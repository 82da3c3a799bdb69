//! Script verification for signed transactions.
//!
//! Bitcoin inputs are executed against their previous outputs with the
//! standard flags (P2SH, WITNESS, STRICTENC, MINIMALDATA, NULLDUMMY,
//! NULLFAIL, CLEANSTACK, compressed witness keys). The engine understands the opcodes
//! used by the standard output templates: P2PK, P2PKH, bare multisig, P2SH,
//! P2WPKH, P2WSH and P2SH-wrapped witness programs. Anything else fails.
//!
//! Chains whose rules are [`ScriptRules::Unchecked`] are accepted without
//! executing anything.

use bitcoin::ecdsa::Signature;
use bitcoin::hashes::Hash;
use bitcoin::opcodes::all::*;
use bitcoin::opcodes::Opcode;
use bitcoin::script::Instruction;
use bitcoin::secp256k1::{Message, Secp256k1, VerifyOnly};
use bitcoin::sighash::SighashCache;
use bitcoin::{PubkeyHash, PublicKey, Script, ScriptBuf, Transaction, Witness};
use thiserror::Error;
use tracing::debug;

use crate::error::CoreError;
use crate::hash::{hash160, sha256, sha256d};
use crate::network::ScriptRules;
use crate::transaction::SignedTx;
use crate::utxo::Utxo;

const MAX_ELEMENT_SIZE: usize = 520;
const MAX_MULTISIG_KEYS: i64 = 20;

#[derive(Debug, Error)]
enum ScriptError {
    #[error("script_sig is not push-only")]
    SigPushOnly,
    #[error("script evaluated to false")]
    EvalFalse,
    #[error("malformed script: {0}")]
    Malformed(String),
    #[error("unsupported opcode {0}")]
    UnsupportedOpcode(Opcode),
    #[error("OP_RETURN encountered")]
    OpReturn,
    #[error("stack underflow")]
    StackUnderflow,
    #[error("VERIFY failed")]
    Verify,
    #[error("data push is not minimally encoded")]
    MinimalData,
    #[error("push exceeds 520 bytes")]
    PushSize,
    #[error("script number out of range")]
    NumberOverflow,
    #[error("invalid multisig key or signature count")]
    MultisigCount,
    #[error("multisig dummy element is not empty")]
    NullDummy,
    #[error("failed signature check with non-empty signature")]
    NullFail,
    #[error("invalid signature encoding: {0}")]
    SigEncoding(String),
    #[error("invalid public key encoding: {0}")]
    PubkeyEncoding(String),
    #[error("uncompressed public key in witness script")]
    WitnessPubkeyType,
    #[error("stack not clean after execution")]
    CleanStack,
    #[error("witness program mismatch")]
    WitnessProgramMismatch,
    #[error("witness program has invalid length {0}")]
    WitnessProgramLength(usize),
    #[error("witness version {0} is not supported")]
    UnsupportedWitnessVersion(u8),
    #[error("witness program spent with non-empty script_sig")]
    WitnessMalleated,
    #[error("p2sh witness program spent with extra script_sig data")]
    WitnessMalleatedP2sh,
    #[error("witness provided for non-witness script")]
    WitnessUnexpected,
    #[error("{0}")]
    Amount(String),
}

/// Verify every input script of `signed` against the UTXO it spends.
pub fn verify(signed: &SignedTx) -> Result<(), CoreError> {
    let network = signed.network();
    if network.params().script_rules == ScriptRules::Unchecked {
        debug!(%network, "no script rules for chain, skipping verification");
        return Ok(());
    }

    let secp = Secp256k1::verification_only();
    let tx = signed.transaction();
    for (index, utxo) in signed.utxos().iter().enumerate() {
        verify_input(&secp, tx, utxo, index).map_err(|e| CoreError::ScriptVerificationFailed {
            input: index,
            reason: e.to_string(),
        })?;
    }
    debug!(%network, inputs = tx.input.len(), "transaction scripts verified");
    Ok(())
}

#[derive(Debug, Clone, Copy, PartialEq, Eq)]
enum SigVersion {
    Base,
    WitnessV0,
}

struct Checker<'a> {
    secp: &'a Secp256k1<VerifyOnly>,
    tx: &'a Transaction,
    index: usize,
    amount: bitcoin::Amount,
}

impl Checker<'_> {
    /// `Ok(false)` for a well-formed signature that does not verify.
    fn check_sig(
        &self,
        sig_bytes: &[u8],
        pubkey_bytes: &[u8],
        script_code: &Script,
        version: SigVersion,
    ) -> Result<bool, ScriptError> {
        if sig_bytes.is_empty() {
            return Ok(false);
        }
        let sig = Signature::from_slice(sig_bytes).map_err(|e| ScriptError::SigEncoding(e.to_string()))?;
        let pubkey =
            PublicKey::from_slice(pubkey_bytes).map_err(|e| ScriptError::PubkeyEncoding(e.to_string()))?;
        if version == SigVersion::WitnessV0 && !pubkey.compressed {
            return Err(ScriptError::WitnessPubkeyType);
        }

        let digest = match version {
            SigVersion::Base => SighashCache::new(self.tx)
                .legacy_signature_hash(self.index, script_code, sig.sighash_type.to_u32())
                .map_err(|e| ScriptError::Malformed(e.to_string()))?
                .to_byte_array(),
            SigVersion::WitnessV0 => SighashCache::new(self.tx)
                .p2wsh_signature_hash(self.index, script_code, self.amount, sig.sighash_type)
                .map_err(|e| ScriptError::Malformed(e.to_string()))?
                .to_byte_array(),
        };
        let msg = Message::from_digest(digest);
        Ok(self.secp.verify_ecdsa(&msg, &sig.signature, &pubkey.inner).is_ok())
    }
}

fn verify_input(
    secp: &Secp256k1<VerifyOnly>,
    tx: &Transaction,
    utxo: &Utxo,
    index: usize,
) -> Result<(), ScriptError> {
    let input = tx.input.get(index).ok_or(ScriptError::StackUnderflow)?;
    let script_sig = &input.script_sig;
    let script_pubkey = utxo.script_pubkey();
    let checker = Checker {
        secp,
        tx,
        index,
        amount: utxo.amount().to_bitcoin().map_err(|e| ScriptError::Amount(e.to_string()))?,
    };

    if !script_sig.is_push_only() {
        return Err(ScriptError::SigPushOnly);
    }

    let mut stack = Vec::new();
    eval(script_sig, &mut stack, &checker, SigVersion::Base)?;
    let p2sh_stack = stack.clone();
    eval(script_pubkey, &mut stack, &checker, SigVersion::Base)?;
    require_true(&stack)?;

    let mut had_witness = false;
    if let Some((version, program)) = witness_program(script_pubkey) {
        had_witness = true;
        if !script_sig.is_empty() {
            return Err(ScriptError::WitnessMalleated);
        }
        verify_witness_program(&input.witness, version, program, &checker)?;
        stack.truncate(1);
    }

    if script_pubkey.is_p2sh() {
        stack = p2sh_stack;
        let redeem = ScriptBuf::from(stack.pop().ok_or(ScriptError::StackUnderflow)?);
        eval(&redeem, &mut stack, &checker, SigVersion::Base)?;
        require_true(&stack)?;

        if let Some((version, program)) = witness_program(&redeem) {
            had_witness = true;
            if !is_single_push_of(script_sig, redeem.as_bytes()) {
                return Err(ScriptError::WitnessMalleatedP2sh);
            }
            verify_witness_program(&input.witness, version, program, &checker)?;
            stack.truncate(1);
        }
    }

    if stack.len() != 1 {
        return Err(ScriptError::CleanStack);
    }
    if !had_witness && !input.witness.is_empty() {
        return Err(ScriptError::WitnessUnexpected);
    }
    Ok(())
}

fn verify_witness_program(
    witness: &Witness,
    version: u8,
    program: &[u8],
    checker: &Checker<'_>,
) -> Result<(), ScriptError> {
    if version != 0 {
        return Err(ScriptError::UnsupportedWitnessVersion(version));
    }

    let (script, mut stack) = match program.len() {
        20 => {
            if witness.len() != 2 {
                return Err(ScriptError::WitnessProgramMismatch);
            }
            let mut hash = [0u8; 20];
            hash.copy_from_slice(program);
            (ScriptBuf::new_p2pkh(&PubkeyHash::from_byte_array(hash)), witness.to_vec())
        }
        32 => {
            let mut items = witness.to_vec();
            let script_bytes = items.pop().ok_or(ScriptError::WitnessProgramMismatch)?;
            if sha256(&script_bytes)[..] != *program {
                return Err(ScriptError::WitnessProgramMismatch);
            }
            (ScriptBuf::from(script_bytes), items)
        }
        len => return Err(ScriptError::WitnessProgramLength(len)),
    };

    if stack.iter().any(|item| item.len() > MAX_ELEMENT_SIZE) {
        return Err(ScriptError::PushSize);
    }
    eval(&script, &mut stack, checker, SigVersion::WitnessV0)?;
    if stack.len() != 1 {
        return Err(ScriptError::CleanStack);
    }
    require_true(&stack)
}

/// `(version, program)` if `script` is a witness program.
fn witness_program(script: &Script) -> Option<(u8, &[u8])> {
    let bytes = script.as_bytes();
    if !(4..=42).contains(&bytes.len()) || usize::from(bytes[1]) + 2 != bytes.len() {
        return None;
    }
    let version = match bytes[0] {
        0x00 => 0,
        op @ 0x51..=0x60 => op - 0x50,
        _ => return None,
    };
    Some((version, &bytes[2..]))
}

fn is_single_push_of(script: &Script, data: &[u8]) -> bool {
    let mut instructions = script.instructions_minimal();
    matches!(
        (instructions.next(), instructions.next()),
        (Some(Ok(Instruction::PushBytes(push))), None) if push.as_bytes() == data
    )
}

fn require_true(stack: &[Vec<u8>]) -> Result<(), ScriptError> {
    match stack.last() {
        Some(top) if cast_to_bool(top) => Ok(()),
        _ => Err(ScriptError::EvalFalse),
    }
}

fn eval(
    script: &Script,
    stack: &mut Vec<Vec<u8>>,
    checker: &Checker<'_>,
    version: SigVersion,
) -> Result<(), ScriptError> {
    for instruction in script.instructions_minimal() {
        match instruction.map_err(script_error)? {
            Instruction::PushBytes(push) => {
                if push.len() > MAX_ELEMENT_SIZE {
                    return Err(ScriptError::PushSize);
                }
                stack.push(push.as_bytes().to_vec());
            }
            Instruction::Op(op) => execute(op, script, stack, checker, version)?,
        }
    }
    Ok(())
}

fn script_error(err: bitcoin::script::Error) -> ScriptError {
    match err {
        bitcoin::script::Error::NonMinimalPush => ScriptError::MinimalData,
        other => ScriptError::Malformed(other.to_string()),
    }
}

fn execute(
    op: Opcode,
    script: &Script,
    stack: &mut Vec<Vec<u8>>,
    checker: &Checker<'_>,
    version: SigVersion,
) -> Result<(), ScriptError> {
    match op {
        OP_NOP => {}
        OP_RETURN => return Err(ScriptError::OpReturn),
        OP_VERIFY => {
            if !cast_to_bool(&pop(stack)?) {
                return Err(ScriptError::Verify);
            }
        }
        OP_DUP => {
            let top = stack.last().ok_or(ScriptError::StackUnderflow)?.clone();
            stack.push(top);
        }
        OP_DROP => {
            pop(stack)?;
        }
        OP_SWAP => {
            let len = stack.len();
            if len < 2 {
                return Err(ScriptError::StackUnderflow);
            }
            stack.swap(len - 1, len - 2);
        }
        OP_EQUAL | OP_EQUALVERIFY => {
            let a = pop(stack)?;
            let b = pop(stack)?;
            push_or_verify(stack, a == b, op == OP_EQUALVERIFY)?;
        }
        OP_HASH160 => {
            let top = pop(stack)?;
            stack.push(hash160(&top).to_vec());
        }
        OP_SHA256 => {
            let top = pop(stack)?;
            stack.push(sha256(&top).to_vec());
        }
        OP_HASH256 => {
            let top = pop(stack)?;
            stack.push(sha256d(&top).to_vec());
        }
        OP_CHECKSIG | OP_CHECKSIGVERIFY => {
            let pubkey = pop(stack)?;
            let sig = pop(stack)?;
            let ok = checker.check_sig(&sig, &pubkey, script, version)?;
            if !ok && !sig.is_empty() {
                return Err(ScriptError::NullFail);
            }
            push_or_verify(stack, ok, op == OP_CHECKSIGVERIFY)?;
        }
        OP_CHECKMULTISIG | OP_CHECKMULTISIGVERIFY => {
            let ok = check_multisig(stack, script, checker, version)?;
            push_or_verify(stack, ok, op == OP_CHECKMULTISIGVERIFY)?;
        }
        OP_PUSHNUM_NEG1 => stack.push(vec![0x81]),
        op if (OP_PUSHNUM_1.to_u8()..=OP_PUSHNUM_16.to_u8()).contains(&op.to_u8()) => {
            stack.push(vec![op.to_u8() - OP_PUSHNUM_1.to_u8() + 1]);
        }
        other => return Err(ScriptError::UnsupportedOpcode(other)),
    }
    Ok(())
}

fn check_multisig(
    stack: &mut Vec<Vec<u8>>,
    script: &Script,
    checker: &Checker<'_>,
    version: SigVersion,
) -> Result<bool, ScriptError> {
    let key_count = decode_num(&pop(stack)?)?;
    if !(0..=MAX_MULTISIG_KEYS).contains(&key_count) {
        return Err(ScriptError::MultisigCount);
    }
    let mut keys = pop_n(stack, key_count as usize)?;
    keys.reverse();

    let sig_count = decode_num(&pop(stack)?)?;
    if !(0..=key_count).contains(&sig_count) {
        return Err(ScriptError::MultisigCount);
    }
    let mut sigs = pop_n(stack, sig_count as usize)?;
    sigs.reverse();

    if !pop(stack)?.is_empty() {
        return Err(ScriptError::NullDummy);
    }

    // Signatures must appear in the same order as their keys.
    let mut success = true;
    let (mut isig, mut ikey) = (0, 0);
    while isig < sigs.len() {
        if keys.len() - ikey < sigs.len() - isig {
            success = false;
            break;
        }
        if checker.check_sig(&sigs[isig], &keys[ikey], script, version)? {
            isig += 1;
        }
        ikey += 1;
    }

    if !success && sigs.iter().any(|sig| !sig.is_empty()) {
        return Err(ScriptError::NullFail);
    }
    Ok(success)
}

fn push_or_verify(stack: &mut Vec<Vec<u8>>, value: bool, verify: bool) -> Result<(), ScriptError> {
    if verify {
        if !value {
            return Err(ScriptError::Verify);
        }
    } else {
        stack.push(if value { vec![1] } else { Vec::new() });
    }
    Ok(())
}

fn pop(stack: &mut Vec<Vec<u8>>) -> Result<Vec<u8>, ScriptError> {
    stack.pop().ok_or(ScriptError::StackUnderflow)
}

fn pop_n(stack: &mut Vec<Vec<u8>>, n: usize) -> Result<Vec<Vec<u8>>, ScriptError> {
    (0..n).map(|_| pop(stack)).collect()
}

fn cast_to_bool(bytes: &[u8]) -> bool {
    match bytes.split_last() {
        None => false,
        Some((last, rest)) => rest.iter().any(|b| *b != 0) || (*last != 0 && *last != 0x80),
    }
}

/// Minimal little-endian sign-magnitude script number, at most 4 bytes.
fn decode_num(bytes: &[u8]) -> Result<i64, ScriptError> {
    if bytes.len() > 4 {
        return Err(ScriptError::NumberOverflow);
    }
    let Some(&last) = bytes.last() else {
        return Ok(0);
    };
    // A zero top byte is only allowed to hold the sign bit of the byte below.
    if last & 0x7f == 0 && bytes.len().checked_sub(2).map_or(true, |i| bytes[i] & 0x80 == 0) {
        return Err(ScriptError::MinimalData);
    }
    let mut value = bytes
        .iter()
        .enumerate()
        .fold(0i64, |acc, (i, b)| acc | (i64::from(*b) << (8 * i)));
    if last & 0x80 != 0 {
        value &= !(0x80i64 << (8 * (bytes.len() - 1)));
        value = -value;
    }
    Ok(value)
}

• What needs to be done: Nothing but the lines from the start of the data through the line holding "used by the" should be restated, and each one exactly.

• Written solution:
repository 82da3c3a799bdb69
//! Script verification for signed transactions.
//!
//! Bitcoin inputs are executed against their previous outputs with the
//! standard flags (P2SH, WITNESS, STRICTENC, MINIMALDATA, NULLDUMMY,
//! NULLFAIL, CLEANSTACK, compressed witness keys). The engine understands the opcodes
//! used by the standard output templates: P2PK, P2PKH, bare multisig, P2SH,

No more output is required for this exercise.